Saved data entries:
______
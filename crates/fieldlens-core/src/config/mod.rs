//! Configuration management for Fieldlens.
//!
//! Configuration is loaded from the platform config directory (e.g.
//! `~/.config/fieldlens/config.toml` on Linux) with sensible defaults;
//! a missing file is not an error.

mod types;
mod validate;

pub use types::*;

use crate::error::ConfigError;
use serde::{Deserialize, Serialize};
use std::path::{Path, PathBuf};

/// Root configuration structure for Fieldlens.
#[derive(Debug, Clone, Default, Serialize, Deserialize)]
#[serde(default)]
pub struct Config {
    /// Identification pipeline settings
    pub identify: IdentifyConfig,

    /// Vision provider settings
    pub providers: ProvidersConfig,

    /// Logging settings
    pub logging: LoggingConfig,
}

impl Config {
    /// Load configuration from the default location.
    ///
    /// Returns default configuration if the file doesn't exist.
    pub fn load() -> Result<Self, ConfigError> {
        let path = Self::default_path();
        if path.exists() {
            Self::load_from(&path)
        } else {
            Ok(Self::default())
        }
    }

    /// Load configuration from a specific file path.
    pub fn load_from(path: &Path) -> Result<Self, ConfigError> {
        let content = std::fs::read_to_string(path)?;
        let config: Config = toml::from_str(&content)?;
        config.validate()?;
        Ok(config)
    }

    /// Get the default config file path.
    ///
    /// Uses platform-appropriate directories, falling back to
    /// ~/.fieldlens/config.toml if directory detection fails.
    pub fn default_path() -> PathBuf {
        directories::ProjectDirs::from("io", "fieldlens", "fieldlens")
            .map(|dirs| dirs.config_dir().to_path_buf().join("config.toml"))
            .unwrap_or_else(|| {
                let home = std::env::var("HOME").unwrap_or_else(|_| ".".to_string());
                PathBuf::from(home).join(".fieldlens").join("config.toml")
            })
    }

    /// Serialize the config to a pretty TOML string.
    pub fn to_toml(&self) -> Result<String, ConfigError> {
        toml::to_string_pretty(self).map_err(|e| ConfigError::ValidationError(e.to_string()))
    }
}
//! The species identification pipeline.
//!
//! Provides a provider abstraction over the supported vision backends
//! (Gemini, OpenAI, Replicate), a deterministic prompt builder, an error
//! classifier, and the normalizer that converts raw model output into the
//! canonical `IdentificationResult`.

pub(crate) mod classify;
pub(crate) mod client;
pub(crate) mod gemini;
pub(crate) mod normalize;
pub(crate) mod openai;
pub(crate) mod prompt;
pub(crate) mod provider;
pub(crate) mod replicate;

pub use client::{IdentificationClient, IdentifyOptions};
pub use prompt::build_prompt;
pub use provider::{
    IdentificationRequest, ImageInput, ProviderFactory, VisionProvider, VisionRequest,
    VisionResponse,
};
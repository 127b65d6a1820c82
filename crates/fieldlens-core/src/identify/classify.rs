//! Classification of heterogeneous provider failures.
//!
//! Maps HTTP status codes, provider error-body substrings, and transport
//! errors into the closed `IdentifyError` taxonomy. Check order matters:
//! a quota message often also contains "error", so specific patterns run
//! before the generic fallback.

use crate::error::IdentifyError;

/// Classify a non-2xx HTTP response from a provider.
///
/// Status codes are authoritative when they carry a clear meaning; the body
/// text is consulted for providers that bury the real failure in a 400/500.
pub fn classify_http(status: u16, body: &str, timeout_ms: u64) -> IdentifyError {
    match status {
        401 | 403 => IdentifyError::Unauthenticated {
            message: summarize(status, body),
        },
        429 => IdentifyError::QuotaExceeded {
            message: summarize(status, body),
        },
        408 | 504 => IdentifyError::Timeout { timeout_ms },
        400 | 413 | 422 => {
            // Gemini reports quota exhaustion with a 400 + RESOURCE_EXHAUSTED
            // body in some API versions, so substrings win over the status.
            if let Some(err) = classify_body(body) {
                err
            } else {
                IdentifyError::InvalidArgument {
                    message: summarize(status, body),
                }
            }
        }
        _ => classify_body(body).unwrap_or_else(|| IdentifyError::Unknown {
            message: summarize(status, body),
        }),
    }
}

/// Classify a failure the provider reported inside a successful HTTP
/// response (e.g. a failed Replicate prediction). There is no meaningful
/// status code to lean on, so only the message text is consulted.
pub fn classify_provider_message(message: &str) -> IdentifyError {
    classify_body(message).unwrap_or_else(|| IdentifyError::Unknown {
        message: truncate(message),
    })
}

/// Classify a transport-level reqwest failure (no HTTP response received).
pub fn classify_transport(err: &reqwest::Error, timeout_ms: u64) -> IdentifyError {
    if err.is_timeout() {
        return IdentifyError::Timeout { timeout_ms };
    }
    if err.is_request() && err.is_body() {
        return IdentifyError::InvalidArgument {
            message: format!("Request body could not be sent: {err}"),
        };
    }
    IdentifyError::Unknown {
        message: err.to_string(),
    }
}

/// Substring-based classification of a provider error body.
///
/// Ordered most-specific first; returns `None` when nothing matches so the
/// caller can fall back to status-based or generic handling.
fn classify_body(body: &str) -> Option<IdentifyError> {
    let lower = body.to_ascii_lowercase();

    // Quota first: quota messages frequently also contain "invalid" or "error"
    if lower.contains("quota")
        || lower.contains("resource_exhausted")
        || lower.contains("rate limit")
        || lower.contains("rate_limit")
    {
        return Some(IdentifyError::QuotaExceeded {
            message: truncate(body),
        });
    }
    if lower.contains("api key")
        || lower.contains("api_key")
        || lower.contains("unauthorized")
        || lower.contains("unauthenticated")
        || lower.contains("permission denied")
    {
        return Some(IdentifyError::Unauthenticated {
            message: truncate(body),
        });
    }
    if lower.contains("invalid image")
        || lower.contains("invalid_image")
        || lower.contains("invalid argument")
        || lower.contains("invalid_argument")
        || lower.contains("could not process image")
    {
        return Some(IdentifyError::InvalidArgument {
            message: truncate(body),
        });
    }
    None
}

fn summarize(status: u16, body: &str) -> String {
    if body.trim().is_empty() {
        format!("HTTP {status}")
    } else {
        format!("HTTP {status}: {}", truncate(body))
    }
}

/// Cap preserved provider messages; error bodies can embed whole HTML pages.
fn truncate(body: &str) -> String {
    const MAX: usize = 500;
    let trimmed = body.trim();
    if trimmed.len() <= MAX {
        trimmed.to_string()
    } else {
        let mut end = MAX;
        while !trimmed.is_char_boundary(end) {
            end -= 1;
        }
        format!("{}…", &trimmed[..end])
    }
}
______
Task item: To complete the exercise, print all of the entries exactly.

Solution for this exercise:
filename crates/fieldlens-core/src/config/mod.rs
//! Configuration management for Fieldlens.
//!
//! Configuration is loaded from the platform config directory (e.g.
//! `~/.config/fieldlens/config.toml` on Linux) with sensible defaults;
//! a missing file is not an error.

mod types;
mod validate;

pub use types::*;

use crate::error::ConfigError;
use serde::{Deserialize, Serialize};
use std::path::{Path, PathBuf};

/// Root configuration structure for Fieldlens.
#[derive(Debug, Clone, Default, Serialize, Deserialize)]
#[serde(default)]
pub struct Config {
    /// Identification pipeline settings
    pub identify: IdentifyConfig,

    /// Vision provider settings
    pub providers: ProvidersConfig,

    /// Logging settings
    pub logging: LoggingConfig,
}

impl Config {
    /// Load configuration from the default location.
    ///
    /// Returns default configuration if the file doesn't exist.
    pub fn load() -> Result<Self, ConfigError> {
        let path = Self::default_path();
        if path.exists() {
            Self::load_from(&path)
        } else {
            Ok(Self::default())
        }
    }

    /// Load configuration from a specific file path.
    pub fn load_from(path: &Path) -> Result<Self, ConfigError> {
        let content = std::fs::read_to_string(path)?;
        let config: Config = toml::from_str(&content)?;
        config.validate()?;
        Ok(config)
    }

    /// Get the default config file path.
    ///
    /// Uses platform-appropriate directories, falling back to
    /// ~/.fieldlens/config.toml if directory detection fails.
    pub fn default_path() -> PathBuf {
        directories::ProjectDirs::from("io", "fieldlens", "fieldlens")
            .map(|dirs| dirs.config_dir().to_path_buf().join("config.toml"))
            .unwrap_or_else(|| {
                let home = std::env::var("HOME").unwrap_or_else(|_| ".".to_string());
                PathBuf::from(home).join(".fieldlens").join("config.toml")
            })
    }

    /// Serialize the config to a pretty TOML string.
    pub fn to_toml(&self) -> Result<String, ConfigError> {
        toml::to_string_pretty(self).map_err(|e| ConfigError::ValidationError(e.to_string()))
    }
}
//! The species identification pipeline.
//!
//! Provides a provider abstraction over the supported vision backends
//! (Gemini, OpenAI, Replicate), a deterministic prompt builder, an error
//! classifier, and the normalizer that converts raw model output into the
//! canonical `IdentificationResult`.

pub(crate) mod classify;
pub(crate) mod client;
pub(crate) mod gemini;
pub(crate) mod normalize;
pub(crate) mod openai;
pub(crate) mod prompt;
pub(crate) mod provider;
pub(crate) mod replicate;

pub use client::{IdentificationClient, IdentifyOptions};
pub use prompt::build_prompt;
pub use provider::{
    IdentificationRequest, ImageInput, ProviderFactory, VisionProvider, VisionRequest,
    VisionResponse,
};
repository 127b65d6a1820c82
filename crates/fieldlens-core/src/identify/classify.rs
//! Classification of heterogeneous provider failures.
//!
//! Maps HTTP status codes, provider error-body substrings, and transport
//! errors into the closed `IdentifyError` taxonomy. Check order matters:
//! a quota message often also contains "error", so specific patterns run
//! before the generic fallback.

use crate::error::IdentifyError;

/// Classify a non-2xx HTTP response from a provider.
///
/// Status codes are authoritative when they carry a clear meaning; the body
/// text is consulted for providers that bury the real failure in a 400/500.
pub fn classify_http(status: u16, body: &str, timeout_ms: u64) -> IdentifyError {
    match status {
        401 | 403 => IdentifyError::Unauthenticated {
            message: summarize(status, body),
        },
        429 => IdentifyError::QuotaExceeded {
            message: summarize(status, body),
        },
        408 | 504 => IdentifyError::Timeout { timeout_ms },
        400 | 413 | 422 => {
            // Gemini reports quota exhaustion with a 400 + RESOURCE_EXHAUSTED
            // body in some API versions, so substrings win over the status.
            if let Some(err) = classify_body(body) {
                err
            } else {
                IdentifyError::InvalidArgument {
                    message: summarize(status, body),
                }
            }
        }
        _ => classify_body(body).unwrap_or_else(|| IdentifyError::Unknown {
            message: summarize(status, body),
        }),
    }
}

/// Classify a failure the provider reported inside a successful HTTP
/// response (e.g. a failed Replicate prediction). There is no meaningful
/// status code to lean on, so only the message text is consulted.
pub fn classify_provider_message(message: &str) -> IdentifyError {
    classify_body(message).unwrap_or_else(|| IdentifyError::Unknown {
        message: truncate(message),
    })
}

/// Classify a transport-level reqwest failure (no HTTP response received).
pub fn classify_transport(err: &reqwest::Error, timeout_ms: u64) -> IdentifyError {
    if err.is_timeout() {
        return IdentifyError::Timeout { timeout_ms };
    }
    if err.is_request() && err.is_body() {
        return IdentifyError::InvalidArgument {
            message: format!("Request body could not be sent: {err}"),
        };
    }
    IdentifyError::Unknown {
        message: err.to_string(),
    }
}

/// Substring-based classification of a provider error body.
///
/// Ordered most-specific first; returns `None` when nothing matches so the
/// caller can fall back to status-based or generic handling.
fn classify_body(body: &str) -> Option<IdentifyError> {
    let lower = body.to_ascii_lowercase();

    // Quota first: quota messages frequently also contain "invalid" or "error"
    if lower.contains("quota")
        || lower.contains("resource_exhausted")
        || lower.contains("rate limit")
        || lower.contains("rate_limit")
    {
        return Some(IdentifyError::QuotaExceeded {
            message: truncate(body),
        });
    }
    if lower.contains("api key")
        || lower.contains("api_key")
        || lower.contains("unauthorized")
        || lower.contains("unauthenticated")
        || lower.contains("permission denied")
    {
        return Some(IdentifyError::Unauthenticated {
            message: truncate(body),
        });
    }
    if lower.contains("invalid image")
        || lower.contains("invalid_image")
        || lower.contains("invalid argument")
        || lower.contains("invalid_argument")
        || lower.contains("could not process image")
    {
        return Some(IdentifyError::InvalidArgument {
            message: truncate(body),
        });
    }
    None
}

fn summarize(status: u16, body: &str) -> String {
    if body.trim().is_empty() {
        format!("HTTP {status}")
    } else {
        format!("HTTP {status}: {}", truncate(body))
    }
}

/// Cap preserved provider messages; error bodies can embed whole HTML pages.
fn truncate(body: &str) -> String {
    const MAX: usize = 500;
    let trimmed = body.trim();
    if trimmed.len() <= MAX {
        trimmed.to_string()
    } else {
        let mut end = MAX;
        while !trimmed.is_char_boundary(end) {
            end -= 1;
        }
        format!("{}…", &trimmed[..end])
    }
}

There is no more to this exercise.